Convertire gli oppositori di principio
Sebbene tre senatori democratici abbiano votato con i loro omologhi repubblicani, l'apparente divisione suggerisce che le criptovalute siano ancora viste come una questione di parte, a più di 15 mesi da quando si sono rivelate un tema chiave nelle elezioni statunitensi del 2024. Secondo Eero, questa situazione potrebbe significare una delle due cose: o il successo della narrativa del "votante crypto" potrebbe essere stato "sopravvalutato o distribuito in modo troppo limitato negli Stati chiave per superare l'opposizione ideologica radicata". D'altra parte, Eero ritiene che gli sforzi di advocacy possano aver fatto poco per placare critici come la senatrice del Massachusetts Elizabeth Warren, che temono che la legge peggiori la situazione dei consumatori.
“In secondo luogo, la difesa del settore è stata efficace nel salvare le criptovalute da divieti esistenziali, ma meno efficace nel convertire oppositori di principio come la Warren, le cui preoccupazioni riguardo ai danni ai consumatori, alla finanza illecita e alla disuguaglianza sono genuine, ma non di facciata”, ha affermato Eero. Eero ha aggiunto che il problema non è una mancanza di tutele per i consumatori, ma una mancanza di fiducia. Ha affermato che finché il settore non dimostrerà di poter controllare i malintenzionati, proteggere i clienti al dettaglio da hacker e truffe e far rispettare gli standard senza che gli venga imposto, la fiducia delle istituzioni rimarrà fragile. “L’anello mancante è la volontà di accettare la supervisione dall’interno come precondizione per ottenere la fiducia dall’esterno”, ha detto Eero. Passando alla continua opposizione delle banche, il CEO ha esortato il settore delle criptovalute a cercare proattivamente partnership piuttosto che cercare di aggirarle. Ha affermato che possono farlo offrendo alle banche infrastrutture di custodia e regolamento in white label, invece di costruire sistemi paralleli che le escludano. Il settore deve sostenere requisiti patrimoniali calibrati sul rischio che distinguano tra il trading volatile di criptovalute e i prestiti stabili e sovracollateralizzati. Inoltre, il settore dovrebbe fare pressione congiuntamente per ottenere licenze bancarie a scopo limitato per le società di criptovalute, che forniscano alle banche una controparte regolamentata piuttosto che un concorrente non regolamentato.

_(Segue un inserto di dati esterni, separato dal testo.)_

#[cfg(test)]
mod tests {
    use super::*;
    use axum::body::Body;
    use crate::engine::ExecutionEngine;
    use crate::oauth::OAuthError;
    use crate::session::SessionManager;
    use crate::store::{MemoryStore, SeedData};
    use serde_json::{Value, json};

    type GatewayRequest = axum::http::Request<Body>;

    /// Accepts "good" (scope read:orders) and "weak" (no scopes)
    #[derive(Clone)]
    struct StaticAuthenticator;

    impl TokenAuthenticator for StaticAuthenticator {
        async fn authenticate(
            &self,
            _issuers: &[String],
            token: &str,
            _audience: &str,
        ) -> std::result::Result<TokenClaims, OAuthError> {
            let scope = match token {
                "good" => "read:orders",
                "weak" => "",
                _ => {
                    return Err(OAuthError::InvalidToken {
                        description: "token could not be validated".to_string(),
                    });
                }
            };
            Ok(serde_json::from_value(json!({ "sub": "user-1", "scope": scope })).unwrap())
        }
    }

    fn transport() -> GatewayTransport<StaticAuthenticator> {
        let seed: SeedData = serde_json::from_value(json!({
            "tenants": [{ "slug": "tenant-a", "allowed_issuers": ["https://idp-a", "https://idp-b"] }],
            "servers": [
                { "slug": "sales", "tenant": "tenant-a", "audience": "aud-sales" },
                { "slug": "products", "tenant": "tenant-a", "audience": "aud-products" }
            ],
            "tools": [
                { "server": "sales", "name": "getOrder", "required_scopes": ["read:orders"],
                  "mapping": { "path": "/api/orders/{{orderId}}" } }
            ]
        }))
        .unwrap();
        let dispatcher = Dispatcher::new(
            Arc::new(MemoryStore::from_seed(&seed).unwrap()),
            Arc::new(SessionManager::new()),
            ExecutionEngine::new().unwrap(),
        );
        GatewayTransport::new(dispatcher, StaticAuthenticator)
    }

    fn post(server: &str, token: Option<&str>, session: Option<&str>, body: Value) -> GatewayRequest {
        let mut builder = axum::http::Request::builder()
            .method("POST")
            .uri(format!("/proxy/{}/mcp", server))
            .header("Content-Type", "application/json");
        if let Some(token) = token {
            builder = builder.header("Authorization", format!("Bearer {}", token));
        }
        if let Some(session) = session {
            builder = builder.header(MCP_SESSION_ID_HEADER, session);
        }
        builder.body(Body::from(body.to_string())).unwrap()
    }

    fn delete(server: &str, session: Option<&str>) -> GatewayRequest {
        let mut builder = axum::http::Request::builder()
            .method("DELETE")
            .uri(format!("/proxy/{}/mcp", server))
            .header("Authorization", "Bearer good");
        if let Some(session) = session {
            builder = builder.header(MCP_SESSION_ID_HEADER, session);
        }
        builder.body(Body::empty()).unwrap()
    }

    fn initialize_body() -> Value {
        json!({
            "jsonrpc": "2.0",
            "id": 1,
            "method": "initialize",
            "params": {
                "protocolVersion": "2025-06-18",
                "capabilities": {},
                "clientInfo": { "name": "test-client", "version": "1.0.0" }
            }
        })
    }

    async fn body_json(resp: Response) -> Value {
        let bytes = axum::body::to_bytes(resp.into_body(), usize::MAX)
            .await
            .unwrap();
        serde_json::from_slice(&bytes).unwrap()
    }

    async fn open_session(app: &Router, server: &str) -> String {
        let resp = app
            .clone()
            .oneshot(post(server, Some("good"), None, initialize_body()))
            .await
            .unwrap();
        assert_eq!(resp.status(), StatusCode::OK);
        resp.headers()[MCP_SESSION_ID_HEADER]
            .to_str()
            .unwrap()
            .to_string()
    }

    #[tokio::test]
    async fn test_health() {
        let app = transport().into_router();
        let resp = app
            .oneshot(
                axum::http::Request::builder()
                    .uri(HEALTH_PATH)
                    .body(Body::empty())
                    .unwrap(),
            )
            .await
            .unwrap();
        assert_eq!(resp.status(), StatusCode::OK);
    }

    #[tokio::test]
    async fn test_metadata_document() {
        let app = transport().into_router();
        let resp = app
            .clone()
            .oneshot(
                axum::http::Request::builder()
                    .uri("/proxy/sales/.well-known/oauth-protected-resource")
                    .body(Body::empty())
                    .unwrap(),
            )
            .await
            .unwrap();
        assert_eq!(resp.status(), StatusCode::OK);

        let json = body_json(resp).await;
        assert_eq!(json["resource"], "aud-sales");
        assert_eq!(json["authorization_servers"][1]["issuer"], "https://idp-b");
        assert_eq!(
            json["authorization_servers"][0]["metadata_url"],
            "https://idp-a/.well-known/openid-configuration"
        );
        assert_eq!(json["scopes_supported"], json!(["read:orders"]));
        assert_eq!(json["bearer_methods_supported"], json!(["header"]));

        let resp = app
            .oneshot(
                axum::http::Request::builder()
                    .uri("/proxy/nope/.well-known/oauth-protected-resource")
                    .body(Body::empty())
                    .unwrap(),
            )
            .await
            .unwrap();
        assert_eq!(resp.status(), StatusCode::NOT_FOUND);
    }

    #[tokio::test]
    async fn test_missing_token_is_401() {
        let app = transport().into_router();
        let resp = app
            .oneshot(post("sales", None, None, initialize_body()))
            .await
            .unwrap();
        assert_eq!(resp.status(), StatusCode::UNAUTHORIZED);
        assert!(resp.headers().contains_key(header::WWW_AUTHENTICATE));
    }

    #[tokio::test]
    async fn test_initialize_sets_session_header() {
        let app = transport().into_router();
        let resp = app
            .oneshot(post("sales", Some("good"), None, initialize_body()))
            .await
            .unwrap();
        assert_eq!(resp.status(), StatusCode::OK);
        assert!(resp.headers().contains_key(MCP_SESSION_ID_HEADER));

        let json = body_json(resp).await;
        assert_eq!(json["result"]["protocolVersion"], "2025-06-18");
    }

    #[tokio::test]
    async fn test_notification_is_accepted() {
        let app = transport().into_router();
        let resp = app
            .oneshot(post(
                "sales",
                Some("good"),
                None,
                json!({ "jsonrpc": "2.0", "method": "notifications/initialized" }),
            ))
            .await
            .unwrap();
        assert_eq!(resp.status(), StatusCode::ACCEPTED);
    }

    #[tokio::test]
    async fn test_unknown_session_is_404() {
        let app = transport().into_router();
        let resp = app
            .oneshot(post(
                "sales",
                Some("good"),
                Some("no-such-session"),
                json!({ "jsonrpc": "2.0", "id": 2, "method": "tools/list" }),
            ))
            .await
            .unwrap();
        assert_eq!(resp.status(), StatusCode::NOT_FOUND);
        let json = body_json(resp).await;
        assert_eq!(json["error"]["code"], -32006);
    }

    #[tokio::test]
    async fn test_parse_error_body() {
        let app = transport().into_router();
        let req = axum::http::Request::builder()
            .method("POST")
            .uri("/proxy/sales/mcp")
            .header("Authorization", "Bearer good")
            .body(Body::from("{oops"))
            .unwrap();
        let resp = app.oneshot(req).await.unwrap();
        assert_eq!(resp.status(), StatusCode::OK);
        let json = body_json(resp).await;
        assert_eq!(json["error"]["code"], -32700);
        assert_eq!(json["id"], Value::Null);
    }

    #[tokio::test]
    async fn test_scope_enforced_per_request() {
        let app = transport().into_router();
        let session = open_session(&app, "sales").await;

        let resp = app
            .oneshot(post(
                "sales",
                Some("weak"),
                Some(&session),
                json!({
                    "jsonrpc": "2.0", "id": 3, "method": "tools/call",
                    "params": { "name": "getOrder", "arguments": { "orderId": "1" } }
                }),
            ))
            .await
            .unwrap();
        assert_eq!(resp.status(), StatusCode::OK);
        let json = body_json(resp).await;
        assert_eq!(json["error"]["code"], -32002);
        assert_eq!(json["error"]["data"]["required"], json!(["read:orders"]));
    }

    #[tokio::test]
    async fn test_delete_session() {
        let app = transport().into_router();
        let session = open_session(&app, "sales").await;

        let resp = app.clone().oneshot(delete("sales", None)).await.unwrap();
        assert_eq!(resp.status(), StatusCode::BAD_REQUEST);

        let resp = app
            .clone()
            .oneshot(delete("products", Some(&session)))
            .await
            .unwrap();
        assert_eq!(resp.status(), StatusCode::BAD_REQUEST);

        let resp = app
            .clone()
            .oneshot(delete("sales", Some(&session)))
            .await
            .unwrap();
        assert_eq!(resp.status(), StatusCode::NO_CONTENT);

        let resp = app.oneshot(delete("sales", Some(&session))).await.unwrap();
        assert_eq!(resp.status(), StatusCode::NOT_FOUND);
    }

    #[tokio::test]
    async fn test_origin_check() {
        let app = transport()
            .allowed_origins(vec!["https://app.example.com".to_string()])
            .into_router();

        let mut req = post("sales", Some("good"), None, initialize_body());
        req.headers_mut()
            .insert(header::ORIGIN, HeaderValue::from_static("https://evil.example.com"));
        let resp = app.clone().oneshot(req).await.unwrap();
        assert_eq!(resp.status(), StatusCode::FORBIDDEN);

        let mut req = post("sales", Some("good"), None, initialize_body());
        req.headers_mut()
            .insert(header::ORIGIN, HeaderValue::from_static("https://app.example.com"));
        let resp = app.oneshot(req).await.unwrap();
        assert_eq!(resp.status(), StatusCode::OK);
    }

    #[tokio::test]
    async fn test_unsupported_protocol_version_header() {
        let app = transport().into_router();
        let mut req = post("sales", Some("good"), None, initialize_body());
        req.headers_mut()
            .insert(MCP_PROTOCOL_VERSION_HEADER, HeaderValue::from_static("1999-01-01"));
        let resp = app.oneshot(req).await.unwrap();
        assert_eq!(resp.status(), StatusCode::BAD_REQUEST);
    }

    #[tokio::test]
    async fn test_unprotected_mode_skips_auth() {
        let app = transport().unprotected(true).into_router();
        let resp = app
            .oneshot(post("sales", None, None, initialize_body()))
            .await
            .unwrap();
        assert_eq!(resp.status(), StatusCode::OK);
        assert!(resp.headers().contains_key(MCP_SESSION_ID_HEADER));
    }

    #[tokio::test]
    async fn test_serve_stops_sweeper_on_shutdown() {
        let transport = transport().sweep_interval(Duration::from_millis(10));
        let sessions = transport.dispatcher.sessions().clone();

        transport
            .serve("127.0.0.1:0", std::future::ready(()))
            .await
            .unwrap();
        tokio::time::sleep(Duration::from_millis(50)).await;

        // The sweeper task held the only other handle on the session table
        assert_eq!(Arc::strong_count(&sessions), 1);
    }
}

L'obiettivo, ha sostenuto Eero, è rendere le banche beneficiarie dell'adozione delle criptovalute, non vittime della disintermediazione. "Se il settore delle criptovalute fa pressione solo contro le banche, queste ultime vinceranno la guerra di lobbying, perché hanno risorse finanziarie maggiori e rapporti più consolidati con le autorità di regolamentazione", ha affermato Eero.